Liberalisme adalah sebuah ideologi, pandangan filsafat, dan tradisi politik yang didasarkan pada pemahaman bahwa kebebasan dan persamaan hak adalah nilai politik yang utama. Paham liberalisme berkembang dari akar-akar rasionalisme, materialisme, dan empirisme. Rasionalisme adalah paham yang meletakkan rasio sebagai sumber kebenaran tertinggi. Materialisme adalah paham yang meletakkan materi sebagai nilai tertinggi. Sedangkan empirisme mendasarkan atas kebenaran fakta empiris yang meletakkan kebebasan individu sebagai nilai teringgi dalam kehidupan masyarakat dan negara.
Liberalisme memiliki prinsip bahwa rakyat adalah ikatan individu-individu yang bebas dan ikatan hukumlah yang mendasari kehidupan bersama dalam negara. Kebebasan manusia dalam realisasi demokrasi senanstiasa berdasarkan atas kebebasan individu di atas segala-galanya. Rasio merupakan hakikat tingkatan tertinggi dalam negara sehingga dimungkinkan kedudukannya masih lebih tinggi dari nilai religius.
Di Indonesia sendiri, pengaruh liberalisme dirasakan pada periode tahun 1950-1959, dimana pemerintahan pada saat itu boleh dikatakan sedang menjalankan sistem demokrasi liberal. Sistem parlementer dengan banyak partai politik memberi nuansa baru sebagaimana terjadi di dunia Barat. Ketidakpuasan dan gerakan kedaerahan cukup kuat pada periode ini, seperti PRRI dan Permesta pada tahun 1957. Keadaan tersebut mengakibatkan perubahan yang begitu signifikan dalam kehidupan bernegara. Pada 1950-1960 partai-partai Islam sebagai hasil pemilihan umum 1955 muncul sebagai kekuatan Islam, yaitu Masyumi, NU dan PSII, yang sebenarnya merupakan kekuatan Islam di Parlemen tetapi tidak dimanfaatkan dalam bentuk koalisi. Meski PKI menduduki empat besar dalam Pemilu 1955, tetapi secara ideologis belum merapat pada pemerintah. Namun mengenai Pancasila dalam posisi itu tidak mengalami perubahan, artinya Pancasila adalah dasar Negara Republik Indonesia.

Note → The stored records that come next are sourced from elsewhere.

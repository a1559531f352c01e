//! Netscape 格式 cookies 文件 → Cookie 请求头

use std::fs;
use std::io;
use std::path::Path;

/// 读出指定域名的 cookie，拼成一个 `Cookie` 头的值。
/// 格式不对的行直接跳过；没有匹配的 cookie 时返回 None。
pub fn cookie_header_from_file(path: &Path, domain: &str) -> io::Result<Option<String>> {
    let text = fs::read_to_string(path)?;
    let mut pairs = Vec::new();

    for line in text.lines() {
        // curl 会给 HttpOnly cookie 加这个前缀
        let line = line.strip_prefix("#HttpOnly_").unwrap_or(line);
        if line.is_empty() || line.starts_with('#') {
            continue;
        }
        let fields: Vec<&str> = line.split('\t').collect();
        if fields.len() < 7 {
            continue;
        }
        let cookie_domain = fields[0].trim_start_matches('.');
        if cookie_domain == domain || cookie_domain.ends_with(&format!(".{}", domain)) {
            pairs.push(format!("{}={}", fields[5], fields[6]));
        }
    }

    if pairs.is_empty() {
        Ok(None)
    } else {
        Ok(Some(pairs.join("; ")))
    }
}
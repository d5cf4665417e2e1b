use serde::{Deserialize, Serialize};
use serde_json::{Map, Value};
use std::collections::HashMap;

/// Open attribute set of a resource, kept in document order.
pub type Attributes = Map<String, Value>;

/// A JSON:API field that may hold a single item or a list of them.
#[derive(Deserialize, Serialize, Debug, Clone, PartialEq)]
#[serde(untagged)]
pub enum OneOrMany<T> {
    Many(Vec<T>),
    One(T),
}

impl<T> OneOrMany<T> {
    pub fn as_slice(&self) -> &[T] {
        match self {
            OneOrMany::Many(items) => items,
            OneOrMany::One(item) => std::slice::from_ref(item),
        }
    }

    pub fn first(&self) -> Option<&T> {
        self.as_slice().first()
    }
}

/// Top-level response envelope.
#[derive(Deserialize, Serialize, Debug, Clone, Default, PartialEq)]
pub struct Document {
    #[serde(default)]
    pub data: Option<OneOrMany<Resource>>,
    #[serde(default)]
    pub included: Vec<Resource>,
}

impl Document {
    /// Primary resources, empty when `data` is null or missing.
    pub fn resources(&self) -> &[Resource] {
        self.data.as_ref().map(OneOrMany::as_slice).unwrap_or(&[])
    }

    pub fn first(&self) -> Option<&Resource> {
        self.resources().first()
    }
}

#[derive(Deserialize, Serialize, Debug, Clone, PartialEq)]
pub struct Resource {
    pub id: String,
    #[serde(rename = "type")]
    pub typ: String,
    #[serde(default)]
    pub attributes: Attributes,
    #[serde(default)]
    pub relationships: HashMap<String, Relationship>,
}

impl Resource {
    pub fn attr_str(&self, name: &str) -> Option<&str> {
        self.attributes.get(name).and_then(Value::as_str)
    }
}

#[derive(Deserialize, Serialize, Debug, Clone, Default, PartialEq)]
pub struct Relationship {
    #[serde(default)]
    pub data: Option<OneOrMany<ResourceRef>>,
}

/// `{type, id}` pointer into the included set.
#[derive(Deserialize, Serialize, Debug, Clone, PartialEq)]
pub struct ResourceRef {
    #[serde(rename = "type")]
    pub typ: String,
    pub id: String,
    #[serde(default)]
    pub meta: Option<Map<String, Value>>,
}

impl ResourceRef {
    pub fn key(&self) -> String {
        index_key(&self.typ, &self.id)
    }

    /// Alt text carried on image references.
    pub fn alt(&self) -> Option<&str> {
        self.meta.as_ref()?.get("alt")?.as_str()
    }
}

pub(crate) fn index_key(typ: &str, id: &str) -> String {
    format!("{}:{}", typ, id)
}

1.2 Paradigma Liberalisme Kapitalis
Manusia ingin hidup bebas (liberal), maka pengawasan manusia atas manusia haruslah dikurangi. Sehingga protes menyuarakan hidup dan kehidupan dilontarkan. Contohnya kebebasan berpendapat, bergaul, beragama, berpikir, menulis, mencari nafkah, berkumpul, dan eksistensi. Kelompok liberalis menganggap bahwa penertiban dan peraturan kurang manusiawi dan terlalu sentralistis, tidak demokratis, mengekang privasi dan hak asasi manusia. Sehingga lebih jauh mereka menuntut hal-hal berikut:
a.       Mengumpulkan kekayaan secara bebas
b.      Persaingan bebas dalam berpolitik
c.       Pasar bebas dalam perdagangan
d.      Kehidupan bebas dalam  pergaulan
e.       Pemerintahan yang bebas.

Dari prinsip inilah menyebabkan pemerintahan liberal melahirkan sebuah kebebasan yang tak terbatas, sehingga tindak asusila tidak jarang untuk ditemui di pemerintahan seperti ini. Baik itu kaum homosex (pasangan sejenis) yang lazim di istilahkan sepasang pengantin berdasi, tidak hanya itu lebih jauh ditemukan banyaknya pembuatan film cabul, pelacuran terang-terangan, penjualan senjata api dan kebebasan memilikinya, perjudian resmi yang dilindungi oleh negara dan merupakan salah satu pemasukan negara.
Kapitalis lahir dari prinsip fundamental (dasar) yang dikembangkan oleh pemilik modal dalam berdagang. Akibatnya timbul keuntungan tanpa batas dan bersaing secara bebas serta menguasai alat produksi masyarakat misalnya :
a.       Menumpuk barang dan jasa
b.      Pemilikan modal untuk segala jenis perdagangan
c.       Produksi besar-besaran dengan mesin modern
d.      Eksploitasi tenaga manusia dan sumber alam

1.3 Hubungan Negara dengan Agama Menurut Paham Liberalisme
Negara memberi kebebasan kepada warga negara untuk memeluk agama dan menjalankan ibadah sesuai dengan agamanya masing-masing. Namun dalam negara liberal juga diberi kebebasan untuk tidak percaya kepada Tuhan (atheis) bahkan negara liberal memberi kebebasan warganya untuk menilai dan mengkritik Tuhannya. Karena menurut liberal bahwa kebenaran individu adalah sumber kebenaran tertinggi.
Nilai-nilai agama dalam negara dipisahkan dan dibedakan dengan negara, keputusan, dan ketentuan kenegaraan terutama peraturan perundang-undangan walaupun ketentuan tersebut bertentangan dengan norma-norma agama. Misalnya UU Aborsi di Irlandia tetap diberlakukan walaupun ditentang oleh Gereja dan agama lain. Berdasarkan pandangan filosofis tersebut hampir dapat dipastikan bahwa dalam sistem negara liberal membedakan dan memisahkan antara negara dengan agama atau yang bersifat sekuler.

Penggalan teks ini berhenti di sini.